## Available data
Segment Open

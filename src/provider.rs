//! The provider: the ABI surface the host runtime drives.
//!
//! The host keys its calls by resource type name; [`OvhProvider`] owns
//! the registry mapping each name to its [`Resource`] implementation and
//! the configured vendor connection, and dispatches the host-facing
//! [`ProviderService`] operations.

use std::collections::BTreeMap;
use std::sync::{Arc, RwLock};

use async_trait::async_trait;
use serde_json::Value;
use tracing::{debug, info};

use crate::client::OvhClient;
use crate::config::{Connection, ProviderConfig};
use crate::error::ProviderError;
use crate::resources;
use crate::schema::{Attribute, Diagnostic, ProviderSchema, Schema};
use crate::types::{AttributeChange, ImportedResource, PlanResult};
use crate::validation;

/// A resource type: its schema plus CRUD callbacks over JSON state.
///
/// State documents are the host's declarative field maps; the persisted
/// vendor identifier lives under `id`.
#[async_trait]
pub trait Resource: Send + Sync {
    /// The resource's schema.
    fn schema(&self) -> Schema;

    /// Create the vendor object and return state with `id` persisted.
    async fn create(&self, client: &OvhClient, state: Value) -> Result<Value, ProviderError>;

    /// Re-populate every declarative field from current vendor state.
    async fn read(&self, client: &OvhClient, state: Value) -> Result<Value, ProviderError>;

    /// Apply mutable-field changes. Resources whose attributes all force
    /// replacement keep the default.
    async fn update(
        &self,
        client: &OvhClient,
        prior: Value,
        planned: Value,
    ) -> Result<Value, ProviderError> {
        let _ = (client, prior, planned);
        Err(ProviderError::Unimplemented(
            "update is not supported for this resource type".to_string(),
        ))
    }

    /// Delete the vendor object, blocking until teardown finishes.
    async fn delete(&self, client: &OvhClient, state: Value) -> Result<(), ProviderError>;

    /// Whether the vendor still returns the object.
    async fn exists(&self, client: &OvhClient, state: Value) -> Result<bool, ProviderError>;

    /// Recover importable state from a vendor identifier.
    async fn import(&self, client: &OvhClient, id: &str) -> Result<Value, ProviderError> {
        let _ = (client, id);
        Err(ProviderError::Unimplemented(
            "import is not supported for this resource type".to_string(),
        ))
    }
}
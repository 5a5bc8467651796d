//! REST client for the OVH API.
//!
//! The client is split along a [`Transport`] seam: resources and the
//! poller talk to [`OvhClient`], which serializes typed bodies and
//! decodes typed responses; the production [`RestTransport`] signs and
//! issues the HTTP calls, and tests substitute the scripted transport
//! from [`crate::testing`].

use std::fmt;
use std::fmt::Write as _;
use std::sync::Arc;
use std::time::{SystemTime, UNIX_EPOCH};

use async_trait::async_trait;
use serde::de::DeserializeOwned;
use serde::Serialize;
use serde_json::Value;
use sha1::{Digest, Sha1};
use tokio::sync::OnceCell;
use tracing::debug;

use crate::error::{ApiError, ProviderError};

/// HTTP method of an API call.
#[derive(Debug, Clone, Copy, PartialEq, Eq, Hash)]
pub enum Method {
    /// HTTP GET.
    Get,
    /// HTTP POST.
    Post,
    /// HTTP PUT.
    Put,
    /// HTTP DELETE.
    Delete,
}

impl Method {
    /// The method as an uppercase string, as used in request signing.
    pub fn as_str(&self) -> &'static str {
        match self {
            Method::Get => "GET",
            Method::Post => "POST",
            Method::Put => "PUT",
            Method::Delete => "DELETE",
        }
    }
}

impl fmt::Display for Method {
    fn fmt(&self, f: &mut fmt::Formatter<'_>) -> fmt::Result {
        f.write_str(self.as_str())
    }
}

impl From<Method> for reqwest::Method {
    fn from(method: Method) -> Self {
        match method {
            Method::Get => reqwest::Method::GET,
            Method::Post => reqwest::Method::POST,
            Method::Put => reqwest::Method::PUT,
            Method::Delete => reqwest::Method::DELETE,
        }
    }
}

/// Raw request issuance, the seam between the typed client and HTTP.
///
/// Implementations return the decoded JSON response body, `Value::Null`
/// for empty bodies, and [`ApiError::Api`] for vendor error statuses.
#[async_trait]
pub trait Transport: Send + Sync {
    /// Issue one call against the vendor API.
    async fn send(&self, method: Method, path: &str, body: Option<&Value>)
        -> Result<Value, ApiError>;
}

/// Typed client used by every resource handler.
///
/// Cloning is cheap; clones share the underlying transport. The client
/// is safe for concurrent use across resource operations.
#[derive(Clone)]
pub struct OvhClient {
    transport: Arc<dyn Transport>,
}

impl OvhClient {
    /// Create a client over the given transport.
    pub fn new(transport: Arc<dyn Transport>) -> Self {
        Self { transport }
    }

    /// `GET path`, decoding the response.
    pub async fn get<T: DeserializeOwned>(&self, path: &str) -> Result<T, ApiError> {
        self.call(Method::Get, path, None).await
    }

    /// `POST path` with a JSON body, decoding the response.
    pub async fn post<T: DeserializeOwned, B: Serialize + ?Sized>(
        &self,
        path: &str,
        body: &B,
    ) -> Result<T, ApiError> {
        let body = encode_body(path, body)?;
        self.call(Method::Post, path, Some(body)).await
    }

    /// `POST path` without a body, decoding the response.
    pub async fn post_empty<T: DeserializeOwned>(&self, path: &str) -> Result<T, ApiError> {
        self.call(Method::Post, path, None).await
    }

    /// `PUT path` with a JSON body. The response body is discarded.
    pub async fn put<B: Serialize + ?Sized>(&self, path: &str, body: &B) -> Result<(), ApiError> {
        let body = encode_body(path, body)?;
        self.transport.send(Method::Put, path, Some(&body)).await?;
        Ok(())
    }

    /// `DELETE path`. The response body is discarded.
    pub async fn delete(&self, path: &str) -> Result<(), ApiError> {
        self.transport.send(Method::Delete, path, None).await?;
        Ok(())
    }

    /// `DELETE path`, decoding the response (some teardown endpoints
    /// return the async task handling the removal).
    pub async fn delete_into<T: DeserializeOwned>(&self, path: &str) -> Result<T, ApiError> {
        self.call(Method::Delete, path, None).await
    }

    /// `DELETE path` with a JSON body. The response body is discarded.
    pub async fn delete_with_body<B: Serialize + ?Sized>(
        &self,
        path: &str,
        body: &B,
    ) -> Result<(), ApiError> {
        let body = encode_body(path, body)?;
        self.transport
            .send(Method::Delete, path, Some(&body))
            .await?;
        Ok(())
    }

    async fn call<T: DeserializeOwned>(
        &self,
        method: Method,
        path: &str,
        body: Option<Value>,
    ) -> Result<T, ApiError> {
        let raw = self.transport.send(method, path, body.as_ref()).await?;
        serde_json::from_value(raw).map_err(|e| ApiError::Json {
            path: path.to_string(),
            source: e,
        })
    }
}

fn encode_body<B: Serialize + ?Sized>(path: &str, body: &B) -> Result<Value, ApiError> {
    serde_json::to_value(body).map_err(|e| ApiError::Json {
        path: path.to_string(),
        source: e,
    })
}

/// Application credentials for signed API access.
#[derive(Clone)]
pub struct Credentials {
    /// Application key, sent with every signed request.
    pub application_key: String,
    /// Application secret, used only to sign.
    pub application_secret: String,
    /// Consumer key identifying the granted authorization.
    pub consumer_key: String,
}

impl fmt::Debug for Credentials {
    fn fmt(&self, f: &mut fmt::Formatter<'_>) -> fmt::Result {
        f.debug_struct("Credentials")
            .field("application_key", &self.application_key)
            .field("application_secret", &"<redacted>")
            .field("consumer_key", &"<redacted>")
            .finish()
    }
}

/// HTTPS transport signing requests the way the OVH API requires.
///
/// With credentials, every request carries `X-Ovh-Application`,
/// `X-Ovh-Consumer`, `X-Ovh-Timestamp` and an `X-Ovh-Signature` over the
/// secret, consumer key, method, full URL, body and timestamp.
/// Timestamps are corrected by the drift between the vendor clock
/// (`GET /auth/time`) and the local clock, fetched once per transport.
/// Without credentials the transport issues plain requests, enough for
/// the read-only endpoints.
pub struct RestTransport {
    http: reqwest::Client,
    endpoint: String,
    credentials: Option<Credentials>,
    time_drift: OnceCell<i64>,
}

impl RestTransport {
    /// Create an unauthenticated transport against `endpoint`
    /// (e.g. `https://eu.api.ovh.com/1.0`).
    pub fn new(endpoint: impl Into<String>) -> Result<Self, ProviderError> {
        Self::build(endpoint.into(), None)
    }

    /// Create a signing transport against `endpoint`.
    pub fn with_credentials(
        endpoint: impl Into<String>,
        credentials: Credentials,
    ) -> Result<Self, ProviderError> {
        Self::build(endpoint.into(), Some(credentials))
    }

    fn build(endpoint: String, credentials: Option<Credentials>) -> Result<Self, ProviderError> {
        let http = reqwest::Client::builder().build().map_err(|e| {
            ProviderError::Configuration(format!("cannot build HTTP client: {e}"))
        })?;
        Ok(Self {
            http,
            endpoint: endpoint.trim_end_matches('/').to_string(),
            credentials,
            time_drift: OnceCell::new(),
        })
    }

    /// Difference between the vendor clock and the local clock, fetched
    /// once and cached.
    async fn drift(&self) -> Result<i64, ApiError> {
        self.time_drift
            .get_or_try_init(|| async {
                let path = "/auth/time";
                let url = format!("{}{}", self.endpoint, path);
                let response = self.http.get(&url).send().await.map_err(|e| {
                    ApiError::Transport {
                        method: "GET".to_string(),
                        path: path.to_string(),
                        source: e,
                    }
                })?;
                let status = response.status();
                let text = response.text().await.map_err(|e| ApiError::Transport {
                    method: "GET".to_string(),
                    path: path.to_string(),
                    source: e,
                })?;
                if !status.is_success() {
                    return Err(ApiError::Api {
                        method: "GET".to_string(),
                        path: path.to_string(),
                        status: status.as_u16(),
                        message: vendor_message(&text),
                    });
                }
                let server: i64 = text.trim().parse().map_err(|_| ApiError::Api {
                    method: "GET".to_string(),
                    path: path.to_string(),
                    status: status.as_u16(),
                    message: format!("unexpected /auth/time body: {text:?}"),
                })?;
                Ok(server - unix_now())
            })
            .await
            .copied()
    }
}

#[async_trait]
impl Transport for RestTransport {
    async fn send(
        &self,
        method: Method,
        path: &str,
        body: Option<&Value>,
    ) -> Result<Value, ApiError> {
        let url = format!("{}{}", self.endpoint, path);
        let body_text = match body {
            Some(v) => serde_json::to_string(v).map_err(|e| ApiError::Json {
                path: path.to_string(),
                source: e,
            })?,
            None => String::new(),
        };

        let mut request = self.http.request(method.into(), &url);
        if body.is_some() {
            request = request
                .header(reqwest::header::CONTENT_TYPE, "application/json")
                .body(body_text.clone());
        }

        if let Some(creds) = &self.credentials {
            let timestamp = unix_now() + self.drift().await?;
            request = request
                .header("X-Ovh-Application", &creds.application_key)
                .header("X-Ovh-Timestamp", timestamp.to_string())
                .header(
                    "X-Ovh-Signature",
                    signature(
                        &creds.application_secret,
                        &creds.consumer_key,
                        method.as_str(),
                        &url,
                        &body_text,
                        timestamp,
                    ),
                );
            if !creds.consumer_key.is_empty() {
                request = request.header("X-Ovh-Consumer", &creds.consumer_key);
            }
        }

        debug!(%method, path, "issuing OVH API call");
        let response = request.send().await.map_err(|e| ApiError::Transport {
            method: method.to_string(),
            path: path.to_string(),
            source: e,
        })?;

        let status = response.status();
        let text = response.text().await.map_err(|e| ApiError::Transport {
            method: method.to_string(),
            path: path.to_string(),
            source: e,
        })?;

        if !status.is_success() {
            return Err(ApiError::Api {
                method: method.to_string(),
                path: path.to_string(),
                status: status.as_u16(),
                message: vendor_message(&text),
            });
        }

        if text.trim().is_empty() {
            return Ok(Value::Null);
        }
        serde_json::from_str(&text).map_err(|e| ApiError::Json {
            path: path.to_string(),
            source: e,
        })
    }
}

/// The `$1$`-prefixed hex SHA-1 the OVH API expects in `X-Ovh-Signature`.
fn signature(
    application_secret: &str,
    consumer_key: &str,
    method: &str,
    url: &str,
    body: &str,
    timestamp: i64,
) -> String {
    let digest = Sha1::digest(
        format!("{application_secret}+{consumer_key}+{method}+{url}+{body}+{timestamp}").as_bytes(),
    );
    let mut out = String::with_capacity(3 + digest.len() * 2);
    out.push_str("$1$");
    for byte in digest {
        let _ = write!(out, "{:02x}", byte);
    }
    out
}

/// Extract the vendor's error message from a response body, falling back
/// to the raw text.
fn vendor_message(body: &str) -> String {
    #[derive(serde::Deserialize)]
    struct VendorError {
        message: String,
    }

    match serde_json::from_str::<VendorError>(body) {
        Ok(e) => e.message,
        Err(_) => body.trim().to_string(),
    }
}

fn unix_now() -> i64 {
    SystemTime::now()
        .duration_since(UNIX_EPOCH)
        .map(|d| d.as_secs() as i64)
        .unwrap_or(0)
}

Segment Closed

## Exercise goal
I would like you to report every line in the listing above that contains "local".

## Task response
/// (`GET /auth/time`) and the local clock, fetched once per transport.
    /// Difference between the vendor clock and the local clock, fetched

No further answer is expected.